The session continued after the tape ran out, until about 7 a.m. With only one microphone, a crude, unscientific setup, and a large room filled with jubilant beer drinkers, it's a miracle anything was recorded at all, and an even greater miracle that the tape didn't get lost during my nomadic days.

Be prepared for chaotic sounds with good and bad intertwined, and please let me know what you think of these recordings and my posting of them.

The above text is a fleshed-out version of my original post, which was made in August of 2009, when I started this blog. At that time, I did not know how to include audio or video files, so I have relegated that one to the deep recesses of my archives.

Addendum: Timme Rosenkrantz was truly an unforgettable person to those of us who had the good fortune of knowing him. He was a witty, delightfully eccentric Baron (the real thing) who often wrote of his addiction to jazz and those who performed it. Timme's writing has now been  translated into English and lovingly assembled by Fradley Garner. The book, Harlem Jazz Adventures, is due out by the end of 2011 and you can keep up to date on it by going to The Jazz Baron

Here is Perdido:

Here is a link to more.


  1. Oh, to have been there ...

  2. Very fine. Thank you for both the reminiscences AND the music.

  3. Dear Chris,
    I'm still in New Orleans with lots of music, too many down and out people, nice weather etc. Sorry that I didn't make it to the Apple. I mentioned you to Bruce Reaburn today.
    All the best and take care: Per Oldaeus.

  4. thanks, chris, for posting this historical jam session and your recollections of it! i wonder a little bit that no one is commenting here! in bob weir´s clifford brown discography are the running times of "perdido" 15:23 and "all the things you are" 18:07. so this are obvious wrong timings. he also writes that "indiana" 10:51(as issued on xanadu) is an edited extract from a 40 minutes tape. you write that we can hear the complete 24 minutes in the near future. so bob weir is wrong with the times? and unfortunately no brownie on the other tracks. but thanks a lot for this unique recordings. the sound is very good (to my ears).
    keep boppin´

  5. Thank you for the comments.

    Per, I envy you being in New Orleans, but the down and out doesn't sound good. We have them her in New York, too, however.

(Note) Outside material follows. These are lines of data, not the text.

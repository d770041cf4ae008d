use super::{IcScores, InformationContent, Occurrences};
use crate::ontology::AncestryCache;

/// Intrinsic IC (Seco et al., 2004), defined over descendant counts.
///
/// `ic(v) = 1 - ln(n(v)) / ln(|occurrences|)`, clamped to `[0, 1]`. Counts
/// below 1 are read as 1 (a class is its own descendant). The ratio does not
/// depend on the log base.
#[derive(Copy, Clone, Debug, Default)]
pub struct Seco2004;

impl InformationContent for Seco2004 {
    fn name(&self) -> &'static str {
        "seco_2004"
    }

    fn occurrences(&self, ancestry: &AncestryCache) -> Occurrences {
        ancestry.descendant_counts()
    }

    fn compute(&self, occurrences: &Occurrences) -> IcScores {
        let total = occurrences.len() as f64;
        occurrences
            .iter()
            .map(|(vertex, count)| {
                let ic = if total <= 1.0 {
                    0.0
                } else {
                    let descendants = (*count).max(1) as f64;
                    (1.0 - descendants.ln() / total.ln()).clamp(0.0, 1.0)
                };
                (vertex.clone(), ic)
            })
            .collect()
    }
}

    Marcel, It was an extract from a 40-minute tape, but not a 40-minute version of "Indiana."

  6. Maybe that this is the correct personnel?

    Clifford Brown, Art Farmer (tp) Jimmy Cleveland, Ake Persson (tb) Arne Domnerus (as, cl) Lars Gullin (bars) Bengt Hallberg (p) Simon Brehm (b) Alan Dawson (d) Quincy Jones (arr, cond) -- Stockholm, Sweden, November 15, 1953

  7. Brew, this was Copenhagen, November 11, 1953 (technically Nov. 12, since it was way past midnight when we started. None of the Swedish players you mention were there and the only trombonist present was Jimmy Cleveland. Did you not read my recollections of this night?

    BTW whatever happened to your blog?

  8. Hi Chris --

    Thanks for the info. Oh, yes, I've checked the date, but later on ;) -- My blog is back, but on WordPress.com. Feel free to click on my name, and you'll see my new blog in all its swingin' glory. -- I wished I had more time at hand. But, as you know, as a musician who has quite a few projects running, you won't spend so much time online.

    Keep up your great work. The interview with Pres is great.

  9. Hii! Thanks for all these info! but I can't open the links. Where can I find them?
    Thanks again!

    1. Thank you for bringing that to my attention. "Period" and "All the Things You Are" should be functioning now.

  10. Thank you very much!
    I'm collecting all existing music of Clifford Brown, or that ones that I know that exist.
    So, do you know about other unreleased recordings?
    If you are interested in it, I would like to share it with you, you helped me somehow.

    1. Thank you, Joan, I'm glad you got these clips and hope you enjoy them.